Carta de alforria para a Felicidade

São Paulo, 26 de abril de 2020

            Hoje eu renuncio à insana busca de te encontrar.

            Hoje eu abro mão da luta que travei comigo mesma para me sentir bem somente na sua presença.

            Hoje eu entendo que quanto mais te persigo, mais você foge; acho que você é um pouco parecida comigo: temos medos.

            Temos medo de ser tão esperada, tão aguardada. Essas expectativas são difíceis de serem supridas, por isso as vezes é mais fácil fugir a ter que encarar a frustração de talvez não ser tão boa quanto esperam de nós.

            Hoje percebo o quanto é cansativo e o quanto é decepcionante sempre estar em busca e nunca encontrar. Hoje sei que é irreal e até suicida a forma como nos instigam a te encontrar. Hoje vejo que quanto mais eu sei que é você que quero encontrar, mais paredes nesse labirinto parece levantar.

            Desisto.

            Não de você, sei que você existe, mas desisto de te encontrar.

            Gastei todas as minhas energias acreditando que quando eu te encontrasse tudo seria diferente. Me iludi nos meus próprios pensamentos, que te encontrar era a única possibilidade para meu bem-estar. Me feri quando me armei de munições para tentar tirar do caminho tudo o que atrapalhasse te enxergar.

            Corri 

            Lutei

            Cai

            Levantei

            Sofri

            Chorei

            Perdi

            Encontrei

            Mas em um segundo, como água você escorreu de minhas mãos e me decepcionei, me frustrei, chorei e cansei. 

            Desisto.

            Não desisto de você, em algum lugar aqui dentro de mim sei que você existe, mas desisto de precisar de você. Desisto da necessidade de ter você ao meu lado caminhando comigo nos passos mais básicos do dia a dia.
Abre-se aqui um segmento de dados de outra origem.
pub mod event_queue;

use std::collections::VecDeque;
use std::sync::{Arc, Mutex, PoisonError};
use std::time::Duration;

use crossbeam_channel::Receiver;
use serde::Serialize;
use thiserror::Error;

use s32sim_mcu::{CanReceiver, CanSender, Console, ConsoleFrameSink, FirmwareTask, SerialEcho, UartHeartbeat};
use s32sim_shared::board_config::{LPUART_BASE_ADDR, LPUART_STRIDE};
use s32sim_shared::config::{ConfigError, SimConfig};
use s32sim_shared::{FrameError, FrameSink, SinkSet};

use crate::peripherals::lpuart::Lpuart;
use crate::peripherals::sinks::SharedBuffer;
use crate::simulator::event_queue::{SimClock, SimEventQueue, SimEventType};
use crate::soc::{S32k358Soc, SocConfig};
use crate::trace::{BusEvent, TraceError, TraceTap};

#[derive(Debug, Error)]
pub enum SimError {
    #[error("Configuration error: {0}")]
    Config(#[from] ConfigError),
    #[error("Frame error: {0}")]
    Frame(#[from] FrameError),
    #[error("Trace error: {0}")]
    Trace(#[from] TraceError),
    #[error("Missing peripheral: {0}")]
    MissingPeripheral(String),
}

/// The SoC with the demo firmware loaded on it.
pub struct Board {
    soc: Arc<S32k358Soc>,
    console: Arc<Console>,
    console_index: usize,
    console_output: SharedBuffer,
    tasks: Vec<Box<dyn FirmwareTask>>,
    clock: SimClock,
    trace_rx: Receiver<BusEvent>,
}

impl Board {
    /// Build the SoC, bring up the console and create the firmware tasks.
    pub fn boot(config: &SimConfig) -> Result<Self, SimError> {
        config.validate()?;
        let soc = Arc::new(S32k358Soc::new(&SocConfig::from(config)));
        let clock = SimClock::new();
        let (tap, trace_rx) = TraceTap::channel(clock.clone());
        let tap: Arc<dyn FrameSink> = Arc::new(tap);

        let console_index = config.lpuart.console;
        let console_output = soc
            .uart_output(console_index)
            .cloned()
            .ok_or_else(|| missing("lpuart", console_index))?;
        let console_base = LPUART_BASE_ADDR + console_index as u32 * LPUART_STRIDE;
        let console = Arc::new(Console::new(Box::new(soc.window(console_base))));
        console.init();

        let tx_node = soc
            .can_node(config.tasks.can_tx_node)
            .ok_or_else(|| missing("flexcan", config.tasks.can_tx_node))?;
        let rx_node = soc
            .can_node(config.tasks.can_rx_node)
            .ok_or_else(|| missing("flexcan", config.tasks.can_rx_node))?;

        for index in 0..soc.flexcan_count() {
            let Some(node) = soc.can_node(index) else {
                continue;
            };
            let mut sinks = vec![tap.clone()];
            if Arc::ptr_eq(&node, &rx_node) {
                sinks.push(Arc::new(ConsoleFrameSink::new(console.clone())));
            }
            node.set_sink(Arc::new(SinkSet(sinks)));
        }

        let t = &config.tasks;
        let mut tasks: Vec<Box<dyn FirmwareTask>> = Vec::with_capacity(4);
        tasks.push(Box::new(UartHeartbeat::new(console.clone(), ms(t.uart_period_ms))));
        tasks.push(Box::new(CanSender::new(
            tx_node,
            console.clone(),
            t.can_tx_id,
            ms(t.can_tx_period_ms),
        )?));
        tasks.push(Box::new(CanReceiver::new(rx_node, console.clone(), ms(t.can_rx_period_ms))));
        if t.serial_echo {
            tasks.push(Box::new(SerialEcho::new(console.clone(), ms(t.echo_period_ms))));
        }

        tracing::info!(
            tasks = tasks.len(),
            console = console_index,
            "Board booted"
        );
        Ok(Self {
            soc,
            console,
            console_index,
            console_output,
            tasks,
            clock,
            trace_rx,
        })
    }

    pub fn soc(&self) -> &Arc<S32k358Soc> {
        &self.soc
    }

    pub fn console(&self) -> &Arc<Console> {
        &self.console
    }

    pub fn clock(&self) -> &SimClock {
        &self.clock
    }

    /// Everything the firmware printed on its console.
    pub fn console_output(&self) -> &SharedBuffer {
        &self.console_output
    }

    pub fn console_uart(&self) -> Option<&Arc<Mutex<Lpuart>>> {
        self.soc.lpuart(self.console_index)
    }

    pub fn trace_events(&self) -> &Receiver<BusEvent> {
        &self.trace_rx
    }

    pub fn tasks(&self) -> &[Box<dyn FirmwareTask>] {
        &self.tasks
    }

    /// Hand the firmware tasks to another scheduler.
    pub fn take_tasks(&mut self) -> Vec<Box<dyn FirmwareTask>> {
        std::mem::take(&mut self.tasks)
    }

    /// Offer one byte to the console receiver. Returns `false` if it was
    /// dropped: the previous byte is still unread, or the receiver is off.
    pub fn inject_byte(&self, byte: u8) -> bool {
        match self.console_uart() {
            Some(uart) => uart.lock().unwrap_or_else(PoisonError::into_inner).offer(byte),
            None => false,
        }
    }
}

fn missing(kind: &str, index: usize) -> SimError {
    SimError::MissingPeripheral(format!("{}{}", kind, index))
}

fn ms(period: u64) -> Duration {
    Duration::from_millis(period)
}

/// Counters of one simulation run
#[derive(Debug, Clone, Default, PartialEq, Eq, Serialize)]
pub struct SimStats {
    pub events_processed: u64,
    pub task_polls: u64,
    pub bytes_injected: u64,
    pub bytes_dropped: u64,
    pub sim_time_ms: u64,
}

/// Discrete-event scheduler running the board's tasks in simulated time.
pub struct Simulator {
    board: Board,
    queue: SimEventQueue,
    rx_pending: VecDeque<u8>,
    rx_interval: Duration,
    rx_scheduled: bool,
    stats: SimStats,
}

impl Simulator {
    /// Every task is first polled at time zero, then once per period.
    pub fn new(board: Board, config: &SimConfig) -> Self {
        let mut queue = SimEventQueue::new();
        for index in 0..board.tasks.len() {
            queue.push(board.clock.now(), SimEventType::TaskWake(index));
        }
        tracing::info!("Simulator initialized at time: {:?}", board.clock.now());
        let mut sim = Self {
            board,
            queue,
            rx_pending: VecDeque::new(),
            rx_interval: ms(config.simulation.rx_interval_ms),
            rx_scheduled: false,
            stats: SimStats::default(),
        };
        sim.inject_serial(config.simulation.rx_script.as_bytes());
        sim
    }

    /// Queue bytes for the console receiver, one every `rx_interval`.
    pub fn inject_serial(&mut self, bytes: &[u8]) {
        self.rx_pending.extend(bytes);
        if !self.rx_scheduled && !self.rx_pending.is_empty() {
            let at = self.board.clock.now() + self.rx_interval;
            self.queue.push(at, SimEventType::SerialRx);
            self.rx_scheduled = true;
        }
    }

    /// Process every event due at or before `limit`, then leave the clock at
    /// `limit`. Can be called again to continue the run.
    pub fn run_until(&mut self, limit: Duration) -> SimStats {
        while let Some(at) = self.queue.peek_time() {
            if at > limit {
                break;
            }
            let Some(event) = self.queue.pop() else {
                break;
            };
            self.board.clock.advance_to(event.timestamp);
            self.stats.events_processed += 1;
            match event.event_type {
                SimEventType::TaskWake(index) => self.wake_task(index, event.timestamp),
                SimEventType::SerialRx => self.deliver_serial(event.timestamp),
            }
        }
        self.board.clock.advance_to(limit);
        self.stats.sim_time_ms = u64::try_from(self.board.clock.now().as_millis()).unwrap_or(u64::MAX);
        tracing::debug!(stats = ?self.stats, "run_until {:?} done", limit);
        self.stats.clone()
    }

    fn wake_task(&mut self, index: usize, now: Duration) {
        let Some(task) = self.board.tasks.get_mut(index) else {
            tracing::warn!(index, "wake-up for unknown task");
            return;
        };
        tracing::trace!(task = task.name(), "poll at {:?}", now);
        task.poll();
        self.stats.task_polls += 1;
        let next = now + task.period();
        self.queue.push(next, SimEventType::TaskWake(index));
    }

    fn deliver_serial(&mut self, now: Duration) {
        self.rx_scheduled = false;
        if let Some(byte) = self.rx_pending.pop_front() {
            if self.board.inject_byte(byte) {
                self.stats.bytes_injected += 1;
            } else {
                self.stats.bytes_dropped += 1;
            }
        }
        if !self.rx_pending.is_empty() {
            self.queue.push(now + self.rx_interval, SimEventType::SerialRx);
            self.rx_scheduled = true;
        }
    }

    pub fn stats(&self) -> &SimStats {
        &self.stats
    }

    pub fn board(&self) -> &Board {
        &self.board
    }

    pub fn now(&self) -> Duration {
        self.board.clock.now()
    }

    pub fn into_board(self) -> Board {
        self.board
    }
}

#[cfg(test)]
mod tests {
    use super::*;

    fn config() -> SimConfig {
        SimConfig::default()
    }

    #[test]
    fn test_boot_prints_nothing_before_first_poll() {
        let board = Board::boot(&config()).unwrap();
        assert_eq!(board.tasks().len(), 3);
        assert!(board.console_output().is_empty());
        assert_eq!(board.soc().bus().len(), 2);
    }

    #[test]
    fn test_console_output_is_the_console_uart() {
        let mut config = config();
        config.lpuart.console = 3;
        let board = Board::boot(&config).unwrap();
        board.console().print("x");
        assert_eq!(board.console_output().to_string_lossy(), "x");
        assert_eq!(board.soc().uart_output(3).unwrap().contents(), b"x");
        assert!(board.soc().uart_output(0).unwrap().is_empty());
    }

    #[test]
    fn test_boot_rejects_invalid_config() {
        let mut config = config();
        config.tasks.can_rx_node = 5;
        assert!(matches!(Board::boot(&config), Err(SimError::Config(_))));
    }

    #[test]
    fn test_first_second_of_firmware() {
        let board = Board::boot(&config()).unwrap();
        let mut sim = Simulator::new(board, &config());
        let stats = sim.run_until(Duration::from_millis(999));

        // uart at 0, 500; can_tx at 0; can_rx at 0, 200, 400, 600, 800
        assert_eq!(stats.task_polls, 8);
        assert_eq!(stats.events_processed, 8);
        assert_eq!(stats.sim_time_ms, 999);

        let out = sim.board().console_output().to_string_lossy();
        assert_eq!(out.matches("UART Task running...\r\n").count(), 2);
        assert_eq!(out.matches("CAN0 sent frame: 00 01 \r\n").count(), 1);
        assert!(out.contains("Received CAN1 frame: ID=123 Data=00 01 \r\n"));
        assert!(out.contains("CAN1 Task: frame received count=1\r\n"));

        let events: Vec<_> = sim.board().trace_events().try_iter().collect();
        assert_eq!(events.len(), 1);
        assert_eq!(events[0].node, 1);
        assert_eq!(events[0].time_us, 0);
    }

    #[test]
    fn test_run_until_is_resumable() {
        let board = Board::boot(&config()).unwrap();
        let mut sim = Simulator::new(board, &config());
        sim.run_until(Duration::from_millis(500));
        let stats = sim.run_until(Duration::from_millis(2000));
        // uart 0..=2000 step 500: 5, can_tx 0, 1000, 2000: 3, can_rx 0..=2000 step 200: 11
        assert_eq!(stats.task_polls, 19);
        assert_eq!(sim.now(), Duration::from_millis(2000));
    }

    #[test]
    fn test_serial_script_with_echo() {
        let mut config = config();
        config.tasks.serial_echo = true;
        config.simulation.rx_script = "hi".to_string();
        let board = Board::boot(&config).unwrap();
        let mut sim = Simulator::new(board, &config);
        let stats = sim.run_until(Duration::from_millis(200));
        assert_eq!(stats.bytes_injected, 2);
        assert_eq!(stats.bytes_dropped, 0);
        let out = sim.board().console_output().to_string_lossy();
        assert!(out.ends_with("hi"));
    }

    #[test]
    fn test_unread_serial_bytes_are_dropped() {
        let mut config = config();
        config.simulation.rx_script = "abc".to_string();
        let board = Board::boot(&config).unwrap();
        let mut sim = Simulator::new(board, &config);
        let stats = sim.run_until(Duration::from_millis(1000));
        assert_eq!(stats.bytes_injected, 1);
        assert_eq!(stats.bytes_dropped, 2);
        assert!(sim.board().soc().lpuart_irq(0).unwrap().is_raised());
    }
}
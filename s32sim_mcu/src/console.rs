//! Console shared by firmware tasks

use std::fmt::Write as _;
use std::sync::{Arc, Mutex, MutexGuard, PoisonError};

use s32sim_shared::{CanFrame, CanNode, FrameSink, RegisterFile};

use crate::lpuart::LpuartDriver;

/// A lock-guarded LPUART driver.
///
/// `print` holds the lock for a whole string so concurrent tasks never
/// interleave characters.
pub struct Console {
    driver: Mutex<LpuartDriver<Box<dyn RegisterFile>>>,
}

impl Console {
    pub fn new(regs: Box<dyn RegisterFile>) -> Self {
        Self {
            driver: Mutex::new(LpuartDriver::new(regs)),
        }
    }

    fn lock(&self) -> MutexGuard<'_, LpuartDriver<Box<dyn RegisterFile>>> {
        self.driver.lock().unwrap_or_else(PoisonError::into_inner)
    }

    pub fn init(&self) {
        self.lock().init();
    }

    pub fn print(&self, text: &str) {
        self.lock().print(text);
    }

    pub fn put_byte(&self, byte: u8) {
        self.lock().put_byte(byte);
    }

    pub fn try_read_byte(&self) -> Option<u8> {
        self.lock().try_read_byte()
    }
}

/// Prints every frame delivered to a node, e.g.
/// `Received CAN1 frame: ID=123 Data=01 02 `.
pub struct ConsoleFrameSink {
    console: Arc<Console>,
}

impl ConsoleFrameSink {
    pub fn new(console: Arc<Console>) -> Self {
        Self { console }
    }
}

impl FrameSink for ConsoleFrameSink {
    fn deliver(&self, node: &CanNode, frame: &CanFrame) {
        let mut line = format!("Received CAN{} frame: ID={:03X} Data=", node.id().0, frame.id());
        for byte in frame.payload() {
            let _ = write!(line, "{:02X} ", byte);
        }
        line.push_str("\r\n");
        self.console.print(&line);
    }
}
            Talvez eu tenha criado uma ideia irreal de que eu preciso de você porque sem você não tenho nada, e sem nada me sinto sozinha, e sozinha dói, e a dor é um lugar que já conheço, mas não quero estar novamente.

A verdade é que chegou o momento de eu tirar de uma vez por todas a última camada que me cobre os olhos para que eu não me veja como sou, talvez por vergonha da nudez diante de mim mesma, talvez por medo do que vou encontrar, talvez por ter idealizado um eu que não existe e que não é nada além de um corpo envelhecendo, um coração retalhado e uma alma cheia de defeitos.

            Tenho medo de me ver nua.

            E você felicidade, era a última roupa que me cobria de esperança de ver um eu mais colorido, um eu mais apresentável à sociedade. Mas talvez eu seja só um monte de ossos tentando me alimentar e me apropriar de você para ficar em pé.

            Chegou a hora de parar de judiar de mim mesma e de te perseguir. Desculpa te fazer correr de mim, não tive a intenção de te assustar, hoje vejo que quis me alimentar de você por não gostar do meu próprio alimento.

            Te alforrio, te deixo livre, te deixo ir, vou encarar o que sou sem o que inventei que seria com você. Talvez a gente se esbarre por aí qualquer dia desses e vou ter muito prazer em te conhecer melhor, mas não tenho mais pressa, nem ao menos tenho esse objetivo, e por mais triste que pareça, não tenho mais esperança; sei que você só se faz visível a quem nem sabe que te procura.

            Vou me satisfazer com “estar bem”, vou tentar sorrir de piadas idiotas, vou me permitir ficar “ok”. Me liberto da ideia de que sem você não sei viver e te liberto da pressão de ter que estar comigo a qualquer preço.

            Quando você quiser estar comigo, bata a minha porta, terei aprendido a me ver, me ter e me amar sozinha e será um prazer deixar você entrar para compartilhar do que sou de verdade.